Lies are not restricted to stating the untruth. They also consist in modifying or refusing to disclose certain known facts. Thus, such innocuous-looking words as euphemism, diplomacy, discretion, secrecy, compliments, circumspection, caution and similar others have some elements of lies inbuilt in them, at least in some cases.
John was a close friend of James’. The latter had caught the wife of the former in a compromising condition with a strange man at a suspicious location. James decided to save his friend’s marriage and his wife’s family pride by keeping the secret to himself. That was a couple of decades ago. My simple mind then would have condemned James as a dangerous liar and a brutal accomplice in a dirty deal.

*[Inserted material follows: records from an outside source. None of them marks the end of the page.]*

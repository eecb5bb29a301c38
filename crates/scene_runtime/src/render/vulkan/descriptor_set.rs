//! Descriptor set layouts, pools and writes
//!
//! Object bindings use one layout: a storage buffer with the replica's
//! parameter blocks at binding 0 and the object's texture at binding 1.

use std::sync::Arc;

use ash::vk;

use super::context::VulkanContext;
use super::{VulkanError, VulkanResult};

/// Descriptor set layout builder for creating reusable layouts
#[derive(Default)]
pub struct DescriptorSetLayoutBuilder {
    bindings: Vec<vk::DescriptorSetLayoutBinding>,
}

impl DescriptorSetLayoutBuilder {
    /// Create a new descriptor set layout builder
    pub fn new() -> Self {
        Self::default()
    }

    /// Add a storage buffer binding
    pub fn add_storage_buffer(self, binding: u32, stage_flags: vk::ShaderStageFlags) -> Self {
        self.add(binding, vk::DescriptorType::STORAGE_BUFFER, stage_flags)
    }

    /// Add a combined image sampler binding
    pub fn add_combined_image_sampler(self, binding: u32, stage_flags: vk::ShaderStageFlags) -> Self {
        self.add(binding, vk::DescriptorType::COMBINED_IMAGE_SAMPLER, stage_flags)
    }

    /// Build the descriptor set layout
    pub fn build(self, context: Arc<VulkanContext>) -> VulkanResult<DescriptorSetLayout> {
        let layout_info = vk::DescriptorSetLayoutCreateInfo::builder().bindings(&self.bindings);
        let layout = unsafe { context.device().create_descriptor_set_layout(&layout_info, None) }
            .map_err(VulkanError::Api)?;

        Ok(DescriptorSetLayout {
            layout,
            bindings: self.bindings,
            context,
        })
    }

    fn add(mut self, binding: u32, ty: vk::DescriptorType, stage_flags: vk::ShaderStageFlags) -> Self {
        self.bindings.push(
            vk::DescriptorSetLayoutBinding::builder()
                .binding(binding)
                .descriptor_type(ty)
                .descriptor_count(1)
                .stage_flags(stage_flags)
                .build(),
        );
        self
    }
}

/// Descriptor set layout wrapper with automatic cleanup
pub struct DescriptorSetLayout {
    layout: vk::DescriptorSetLayout,
    bindings: Vec<vk::DescriptorSetLayoutBinding>,
    context: Arc<VulkanContext>,
}

impl DescriptorSetLayout {
    /// Layout used by per-object bindings
    pub fn object_binding(context: Arc<VulkanContext>) -> VulkanResult<Self> {
        DescriptorSetLayoutBuilder::new()
            .add_storage_buffer(0, vk::ShaderStageFlags::VERTEX | vk::ShaderStageFlags::FRAGMENT)
            .add_combined_image_sampler(1, vk::ShaderStageFlags::FRAGMENT)
            .build(context)
    }

    /// Get the Vulkan descriptor set layout handle
    pub fn handle(&self) -> vk::DescriptorSetLayout {
        self.layout
    }

    /// Get the bindings used in this layout
    pub fn bindings(&self) -> &[vk::DescriptorSetLayoutBinding] {
        &self.bindings
    }
}

impl Drop for DescriptorSetLayout {
    fn drop(&mut self) {
        unsafe {
            self.context.device().destroy_descriptor_set_layout(self.layout, None);
        }
    }
}

/// Descriptor pool sized for a fixed number of object bindings
pub struct DescriptorPool {
    pool: vk::DescriptorPool,
    max_sets: u32,
    context: Arc<VulkanContext>,
}

impl DescriptorPool {
    /// Create a pool holding `max_sets` sets of one buffer and one image each
    pub fn new(context: Arc<VulkanContext>, max_sets: u32) -> VulkanResult<Self> {
        let pool = Self::create(&context, max_sets)?;
        Ok(Self {
            pool,
            max_sets,
            context,
        })
    }

    /// Allocate one set with `layout`
    pub fn allocate(&self, layout: vk::DescriptorSetLayout) -> Result<vk::DescriptorSet, vk::Result> {
        let layouts = [layout];
        let alloc_info = vk::DescriptorSetAllocateInfo::builder()
            .descriptor_pool(self.pool)
            .set_layouts(&layouts);

        let sets = unsafe { self.context.device().allocate_descriptor_sets(&alloc_info) }?;
        sets.into_iter().next().ok_or(vk::Result::ERROR_UNKNOWN)
    }

    /// Destroy the pool and create an empty one of the same size
    ///
    /// Every set allocated from the old pool becomes invalid.
    pub fn recreate(&mut self) -> VulkanResult<()> {
        let pool = Self::create(&self.context, self.max_sets)?;
        unsafe { self.context.device().destroy_descriptor_pool(self.pool, None) };
        self.pool = pool;
        Ok(())
    }

    /// Maximum number of sets
    pub fn max_sets(&self) -> u32 {
        self.max_sets
    }

    /// Get the pool handle
    pub fn handle(&self) -> vk::DescriptorPool {
        self.pool
    }

    fn create(context: &VulkanContext, max_sets: u32) -> VulkanResult<vk::DescriptorPool> {
        let pool_sizes = [
            vk::DescriptorPoolSize::builder()
                .ty(vk::DescriptorType::STORAGE_BUFFER)
                .descriptor_count(max_sets)
                .build(),
            vk::DescriptorPoolSize::builder()
                .ty(vk::DescriptorType::COMBINED_IMAGE_SAMPLER)
                .descriptor_count(max_sets)
                .build(),
        ];

        let pool_info = vk::DescriptorPoolCreateInfo::builder()
            .max_sets(max_sets)
            .pool_sizes(&pool_sizes);

        unsafe { context.device().create_descriptor_pool(&pool_info, None) }.map_err(VulkanError::Api)
    }
}

impl Drop for DescriptorPool {
    fn drop(&mut self) {
        unsafe {
            self.context.device().destroy_descriptor_pool(self.pool, None);
        }
    }
}

enum PendingWrite {
    Buffer {
        set: vk::DescriptorSet,
        binding: u32,
        info: vk::DescriptorBufferInfo,
    },
    Image {
        set: vk::DescriptorSet,
        binding: u32,
        info: vk::DescriptorImageInfo,
    },
}

/// Batches descriptor writes into one update call
#[derive(Default)]
pub struct DescriptorSetWriter {
    pending: Vec<PendingWrite>,
}

impl DescriptorSetWriter {
    /// Create a new descriptor set writer
    pub fn new() -> Self {
        Self::default()
    }

    /// Write a storage buffer range
    pub fn write_storage_buffer(
        mut self,
        set: vk::DescriptorSet,
        binding: u32,
        buffer: vk::Buffer,
        offset: vk::DeviceSize,
        range: vk::DeviceSize,
    ) -> Self {
        let info = vk::DescriptorBufferInfo {
            buffer,
            offset,
            range,
        };
        self.pending.push(PendingWrite::Buffer { set, binding, info });
        self
    }

    /// Write a combined image sampler in shader-read layout
    pub fn write_image(
        mut self,
        set: vk::DescriptorSet,
        binding: u32,
        image_view: vk::ImageView,
        sampler: vk::Sampler,
    ) -> Self {
        let info = vk::DescriptorImageInfo {
            sampler,
            image_view,
            image_layout: vk::ImageLayout::SHADER_READ_ONLY_OPTIMAL,
        };
        self.pending.push(PendingWrite::Image { set, binding, info });
        self
    }

    /// Number of queued writes
    pub fn len(&self) -> usize {
        self.pending.len()
    }

    /// Whether nothing is queued
    pub fn is_empty(&self) -> bool {
        self.pending.is_empty()
    }

    /// Execute all write operations
    pub fn update(self, context: &VulkanContext) {
        let writes: Vec<vk::WriteDescriptorSet> = self
            .pending
            .iter()
            .map(|pending| match pending {
                PendingWrite::Buffer { set, binding, info } => vk::WriteDescriptorSet::builder()
                    .dst_set(*set)
                    .dst_binding(*binding)
                    .descriptor_type(vk::DescriptorType::STORAGE_BUFFER)
                    .buffer_info(std::slice::from_ref(info))
                    .build(),
                PendingWrite::Image { set, binding, info } => vk::WriteDescriptorSet::builder()
                    .dst_set(*set)
                    .dst_binding(*binding)
                    .descriptor_type(vk::DescriptorType::COMBINED_IMAGE_SAMPLER)
                    .image_info(std::slice::from_ref(info))
                    .build(),
            })
            .collect();

        unsafe {
            context.device().update_descriptor_sets(&writes, &[]);
        }
    }
}

#[cfg(test)]
mod tests {
    use super::*;

    #[test]
    fn test_writer_queues_without_device() {
        let writer = DescriptorSetWriter::new()
            .write_storage_buffer(vk::DescriptorSet::null(), 0, vk::Buffer::null(), 0, vk::WHOLE_SIZE)
            .write_image(vk::DescriptorSet::null(), 1, vk::ImageView::null(), vk::Sampler::null());
        assert_eq!(writer.len(), 2);
        assert!(DescriptorSetWriter::new().is_empty());
    }

    #[test]
    #[ignore = "requires a Vulkan driver"]
    fn test_pool_exhaustion_is_reported() {
        let context = Arc::new(VulkanContext::new("descriptor_tests", false).unwrap());
        let layout = DescriptorSetLayout::object_binding(Arc::clone(&context)).unwrap();
        let mut pool = DescriptorPool::new(Arc::clone(&context), 1).unwrap();

        assert!(pool.allocate(layout.handle()).is_ok());
        assert!(pool.allocate(layout.handle()).is_err());

        pool.recreate().unwrap();
        assert!(pool.allocate(layout.handle()).is_ok());
    }
}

Now, I know better. Lies could be bad and lies could be good! It is the intention of a lie, or who the beneficiary of a lie is, that determines which lies are bad and which ones are good. Thus, lies told to hurt others or the whole society, or those intended for one’s narrow interests, are bad lies. On the contrary, any lies told, or facts withheld, in the interest of the larger society, or to avert or ameliorate a possible calamity, agony or stress to others, could be termed good.

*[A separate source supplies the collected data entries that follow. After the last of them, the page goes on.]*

//! Configuration system
//!
//! Settings structs implement [`Config`] to get file load/save. The format is
//! picked from the extension: `.toml` for hand-edited runtime settings,
//! `.ron` to match the scene and asset description files.

use std::path::Path;

pub use serde::{Deserialize, Serialize};

mod runtime;

pub use runtime::{RuntimeConfig, MATERIAL_TEXTURE_SLOTS};

/// On-disk configuration format
#[derive(Debug, Clone, Copy, PartialEq, Eq)]
pub enum ConfigFormat {
    /// TOML
    Toml,
    /// Rusty Object Notation
    Ron,
}

impl ConfigFormat {
    /// Detect the format from a file extension
    pub fn from_path(path: &Path) -> Result<Self, ConfigError> {
        match path.extension().and_then(|e| e.to_str()) {
            Some("toml") => Ok(Self::Toml),
            Some("ron") => Ok(Self::Ron),
            _ => Err(ConfigError::UnsupportedFormat(path.display().to_string())),
        }
    }

    fn parse<T: for<'de> Deserialize<'de>>(self, contents: &str) -> Result<T, ConfigError> {
        match self {
            Self::Toml => toml::from_str(contents).map_err(|e| ConfigError::Parse(e.to_string())),
            Self::Ron => ron::from_str(contents).map_err(|e| ConfigError::Parse(e.to_string())),
        }
    }

    fn render<T: Serialize>(self, value: &T) -> Result<String, ConfigError> {
        match self {
            Self::Toml => toml::to_string_pretty(value).map_err(|e| ConfigError::Serialize(e.to_string())),
            Self::Ron => ron::ser::to_string_pretty(value, ron::ser::PrettyConfig::default())
                .map_err(|e| ConfigError::Serialize(e.to_string())),
        }
    }
}

/// Configuration trait
pub trait Config: Serialize + for<'de> Deserialize<'de> + Default {
    /// Load configuration from file
    fn load_from_file(path: impl AsRef<Path>) -> Result<Self, ConfigError> {
        let path = path.as_ref();
        let format = ConfigFormat::from_path(path)?;
        let contents = std::fs::read_to_string(path)?;
        let config = format.parse(&contents)?;
        log::info!("Loaded configuration from {}", path.display());
        Ok(config)
    }

    /// Load from file, or fall back to defaults when the file does not exist
    ///
    /// A file that exists but fails to parse is still an error.
    fn load_or_default(path: impl AsRef<Path>) -> Result<Self, ConfigError> {
        let path = path.as_ref();
        if !path.exists() {
            log::debug!("No configuration at {}, using defaults", path.display());
            return Ok(Self::default());
        }
        Self::load_from_file(path)
    }

    /// Save configuration to file
    fn save_to_file(&self, path: impl AsRef<Path>) -> Result<(), ConfigError> {
        let path = path.as_ref();
        let contents = ConfigFormat::from_path(path)?.render(self)?;
        std::fs::write(path, contents)?;
        Ok(())
    }
}

/// Configuration errors
#[derive(thiserror::Error, Debug)]
pub enum ConfigError {
    /// IO error
    #[error("IO error: {0}")]
    Io(#[from] std::io::Error),

    /// Parse error
    #[error("Parse error: {0}")]
    Parse(String),

    /// Serialization error
    #[error("Serialization error: {0}")]
    Serialize(String),

    /// Unsupported format
    #[error("Unsupported format: {0}")]
    UnsupportedFormat(String),

    /// Values parsed but failed validation
    #[error("Invalid configuration: {0}")]
    Invalid(String),
}
//! Per-object GPU parameter block
//!
//! One fixed-size record per object id, laid out for a std430 storage buffer
//! and indexed by object id in the shaders.

use bytemuck::{Pod, Zeroable};

use crate::foundation::math::Mat4Ext;
use crate::scene::{ObjectKind, ObjectRecord};

/// Flag bit: the object samples its bound texture
pub const FLAG_TEXTURED: u32 = 1 << 0;

/// Per-object parameter block
#[repr(C)]
#[derive(Debug, Clone, Copy, PartialEq, Pod, Zeroable)]
pub struct ObjectParams {
    /// Model matrix, column-major
    pub model: [[f32; 4]; 4],
    /// Inverse-transpose of the model's upper 3x3, vec4-padded columns
    pub normal: [[f32; 4]; 3],
    /// Tint for meshes and sprites, colour * intensity and range for lights
    pub color: [f32; 4],
    /// Kind code, flag bits, node count, unused
    pub flags: [u32; 4],
}

impl ObjectParams {
    /// Size of one block in bytes
    pub const SIZE: usize = std::mem::size_of::<Self>();

    /// Build the block for a record's current state
    pub fn from_record(record: &ObjectRecord) -> Self {
        let matrix = record.world_matrix();
        let kind = record.kind();

        let (color, textured, node_count) = match kind {
            ObjectKind::Mesh(mesh) => {
                let color = mesh
                    .material
                    .as_ref()
                    .map_or([1.0; 4], |m| m.state().data.base_color_factor);
                (color, mesh.texturing_enabled(), mesh.node_count() as u32)
            }
            ObjectKind::Sprite(sprite) => ([1.0; 4], sprite.texture.is_some(), 0),
            ObjectKind::PointLight(light) => {
                let rgb = light.color * light.intensity;
                ([rgb.x, rgb.y, rgb.z, light.range], false, 0)
            }
            ObjectKind::Camera(_) | ObjectKind::Empty => ([0.0; 4], false, 0),
        };

        Self {
            model: matrix.to_cols_array(),
            normal: matrix.normal_matrix(),
            color,
            flags: [
                kind.code(),
                if textured { FLAG_TEXTURED } else { 0 },
                node_count,
                0,
            ],
        }
    }

    /// Raw bytes for upload
    pub fn as_bytes(&self) -> &[u8] {
        bytemuck::bytes_of(self)
    }
}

Only recently, I, myself, directly engaged in or witnessed some good lies. While my youngest daughter was writing her high school final exams, the result of her university admissions exams, which she had earlier written, came out not in her favour. Not wanting this to affect her ongoing final exams, I withheld the fact from her. Indeed, I denied having checked the result on her behalf when she asked me, sermonizing that such an act could turn out to be a dangerous distraction to her. Although, I owned up to her immediately she wrote her last paper, I had remained a (good) liar while the withholding game lasted.
Similarly, when a close relation lost his wife recently, we all agreed to keep the bad news from her eldest children, all of whom are still minors, for fear of causing some uncontrollable bad reactions from them. We kept the information from them for some days until we had adequately softened their minds to receive the shocking news. We had been liars, good liars though, for those few days.

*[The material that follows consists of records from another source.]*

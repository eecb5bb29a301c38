//! Scene runtime demo
//!
//! Builds a small scene (a tank with a rotating turret, a few sprites, a
//! light and a camera), runs it through a number of frames on the headless
//! or the Vulkan backend, reloads a texture halfway through and saves the
//! result as a RON scene file.
//!
//! ```text
//! scene_demo [--frames N] [--config PATH] [--save PATH] [--vulkan]
//! ```

use std::sync::Arc;

use rand::Rng;
use scene_runtime::assets::types::{NodeData, PartData};
use scene_runtime::assets::{MaterialData, MeshData, TextureSlot};
use scene_runtime::config::RuntimeConfig;
use scene_runtime::foundation::logging;
use scene_runtime::prelude::*;
use scene_runtime::render::vulkan::{
    VulkanAssetFactory, VulkanBackend, VulkanContext, VulkanError, VulkanReplicaMemory,
};
use scene_runtime::render::DrawCommand;
use thiserror::Error;

const TANK: &str = "meshes/tank.mesh.ron";
const SPRITE: &str = "textures/sprite.png";
const CAMO: &str = "materials/camo.mat.ron";

#[derive(Error, Debug)]
enum AppError {
    #[error("{0}")]
    Scene(#[from] SceneError),

    #[error("Vulkan setup failed: {0}")]
    Vulkan(#[from] VulkanError),

    #[error("Bad argument: {0}")]
    Args(String),
}

struct Options {
    frames: usize,
    config: Option<String>,
    save: Option<String>,
    vulkan: bool,
}

impl Options {
    fn parse() -> Result<Self, AppError> {
        let mut options = Self {
            frames: 6,
            config: None,
            save: None,
            vulkan: false,
        };

        let mut args = std::env::args().skip(1);
        while let Some(arg) = args.next() {
            match arg.as_str() {
                "--frames" => {
                    let value = args.next().ok_or_else(|| AppError::Args("--frames needs a value".into()))?;
                    options.frames = value
                        .parse()
                        .map_err(|_| AppError::Args(format!("invalid frame count '{}'", value)))?;
                }
                "--config" => options.config = args.next(),
                "--save" => options.save = args.next(),
                "--vulkan" => options.vulkan = true,
                other => return Err(AppError::Args(format!("unknown argument '{}'", other))),
            }
        }
        Ok(options)
    }
}

/// Backends the demo can present with
trait Presenter: RenderBackend {
    fn present(&mut self) -> Vec<DrawCommand>;
}

impl Presenter for HeadlessBackend {
    fn present(&mut self) -> Vec<DrawCommand> {
        let draws = self.take_draws();
        self.advance_frame();
        draws
    }
}

impl Presenter for VulkanBackend {
    fn present(&mut self) -> Vec<DrawCommand> {
        let draws = self.take_draws();
        self.advance_frame();
        draws
    }
}

fn solid(width: u32, height: u32, rgba: [u8; 4]) -> Vec<u8> {
    rgba.repeat(width as usize * height as usize)
}

fn demo_assets() -> MemoryAssetFactory {
    let tank = MeshData {
        nodes: vec![
            NodeData { name: "hull".into(), parent: -1, transform: Transform::identity() },
            NodeData {
                name: "turret".into(),
                parent: 0,
                transform: Transform::from_position(Vec3::new(0.0, 0.8, 0.0)),
            },
        ],
        parts: vec![
            PartData { name: "hull".into(), node: 0, first_index: 0, index_count: 36, texture: None },
            PartData {
                name: "turret".into(),
                node: 1,
                first_index: 36,
                index_count: 24,
                texture: Some("textures/turret.png".into()),
            },
        ],
        index_count: 60,
        texture: None,
    };

    MemoryAssetFactory::new()
        .with_mesh(TANK, tank)
        .with_mesh("meshes/cube.mesh.ron", MeshData { index_count: 36, ..Default::default() })
        .with_texture_pixels("textures/turret.png", 64, 64, solid(64, 64, [90, 100, 60, 255]))
        .with_texture_pixels("textures/camo.png", 256, 256, solid(256, 256, [70, 90, 50, 255]))
        .with_texture_pixels(SPRITE, 32, 32, solid(32, 32, [255, 220, 80, 255]))
        .with_material(
            CAMO,
            MaterialData {
                name: "camo".into(),
                base_color_factor: [0.4, 0.5, 0.3, 1.0],
                ..Default::default()
            }
            .with_texture(TextureSlot::BaseColor, "textures/camo.png"),
        )
}

fn load_config(options: &Options) -> Result<RuntimeConfig, AppError> {
    let config = match &options.config {
        Some(path) => RuntimeConfig::load_validated(path).map_err(SceneError::from)?,
        None => RuntimeConfig::default()
            .with_max_objects(32)
            .with_default_mesh("meshes/cube.mesh.ron")
            .with_default_sprite(SPRITE),
    };
    Ok(config)
}

fn populate<F: AssetFactory>(scene: &mut Scene<F>) -> Result<ObjectId, SceneError> {
    let tank = scene.create_mesh(Vec3::zeros(), Some(TANK))?;
    scene.set_name(tank, "Tank")?;
    scene.apply_material(tank, CAMO)?;

    let mut rng = rand::thread_rng();
    for _ in 0..4 {
        let position = Vec3::new(rng.gen_range(-5.0..5.0), 0.5, rng.gen_range(-5.0..5.0));
        scene.create_sprite(position, None)?;
    }

    scene.create_point_light(Vec3::new(2.0, 4.0, 2.0))?;
    scene.create_camera(Vec3::new(0.0, 3.0, 10.0))?;
    Ok(tank)
}

fn run<F: AssetFactory, B: Presenter>(
    scene: &mut Scene<F>,
    backend: &mut B,
    options: &Options,
) -> Result<(), SceneError> {
    scene.load_registry()?;
    let tank = populate(scene)?;

    for frame in 0..options.frames {
        let yaw = frame as f32 * 0.25;
        let turret = Transform::from_euler(Vec3::zeros(), Vec3::new(0.0, yaw, 0.0), Vec3::new(1.0, 1.0, 1.0));
        scene.set_node_override(tank, 1, turret, true)?;

        if frame == options.frames / 2 {
            scene.reload_texture(SPRITE);
        }

        let stats = scene.prepare_frame(backend)?;
        let draws = backend.present();
        log::info!(
            "Frame {} (replica {}): {} uploads, {} draws, bindings reset: {}",
            frame,
            stats.replica,
            stats.objects_written,
            draws.len(),
            stats.bindings_reset
        );
    }

    let binding_stats = scene.bindings().stats();
    log::info!(
        "Bindings: {} allocated, {} updated, {} reused",
        binding_stats.allocations,
        binding_stats.updates,
        binding_stats.hits
    );

    if let Some(path) = &options.save {
        scene.save_scene(path)?;
    }
    Ok(())
}

fn run_headless(config: RuntimeConfig, options: &Options) -> Result<(), SceneError> {
    let mut backend = HeadlessBackend::new(config.frames_in_flight, config.max_bindings());
    let mut scene = Scene::headless(config, demo_assets())?;
    run(&mut scene, &mut backend, options)
}

fn run_vulkan(config: RuntimeConfig, options: &Options) -> Result<(), AppError> {
    let context = Arc::new(VulkanContext::new("scene_demo", cfg!(debug_assertions))?);
    let replicas = VulkanReplicaMemory::for_config(Arc::clone(&context), &config)?;
    let mut backend = VulkanBackend::new(Arc::clone(&context), &replicas, config.max_bindings())?;
    let factory = VulkanAssetFactory::new(Arc::clone(&context), backend.pool().texture_table(), demo_assets());
    let mut scene = Scene::new(config, factory, Box::new(replicas))?;

    let result = run(&mut scene, &mut backend, options);
    let uploader = scene.assets().factory();
    log::info!(
        "Textures: {} uploaded, {} resident",
        uploader.uploads(),
        uploader.resident_images()
    );
    context.wait_idle()?;
    Ok(result?)
}

fn main() {
    let prepared = Options::parse().and_then(|options| Ok((load_config(&options)?, options)));
    let (config, options) = match prepared {
        Ok(prepared) => prepared,
        Err(e) => {
            eprintln!("scene_demo: {}", e);
            std::process::exit(2);
        }
    };

    logging::init_with_level(&config.log_level);
    log::info!("Starting scene runtime demo");

    let result = if options.vulkan {
        run_vulkan(config, &options)
    } else {
        run_headless(config, &options).map_err(AppError::from)
    };

    match result {
        Ok(()) => log::info!("Scene demo completed successfully"),
        Err(AppError::Scene(e)) if e.is_fatal() => {
            log::error!("Fatal scene error: {}", e);
            std::process::abort();
        }
        Err(e) => {
            log::error!("Scene demo failed: {}", e);
            std::process::exit(1);
        }
    }
}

The corollary of bad and good lies is that there are good and bad truths! We often hear such sayings as “Call a spade a spade” and “Tell the truth and shame the devil”. Unfortunately, in some cases, the spade turns wild, badly cutting the caller and others concerned in the process. The devil could also refuse to be shamed, but end up the one who has a hearty laugh. For instance, it is telling a bad truth for a woman to voluntarily tell her husband, and the child concerned as well, that a child does not biologically belong to him after all! Such a truth is better tucked away as a top secret to be kept forever in the interest of everybody concerned. After all, all children actually belong to God, as they are mere guests in our homes!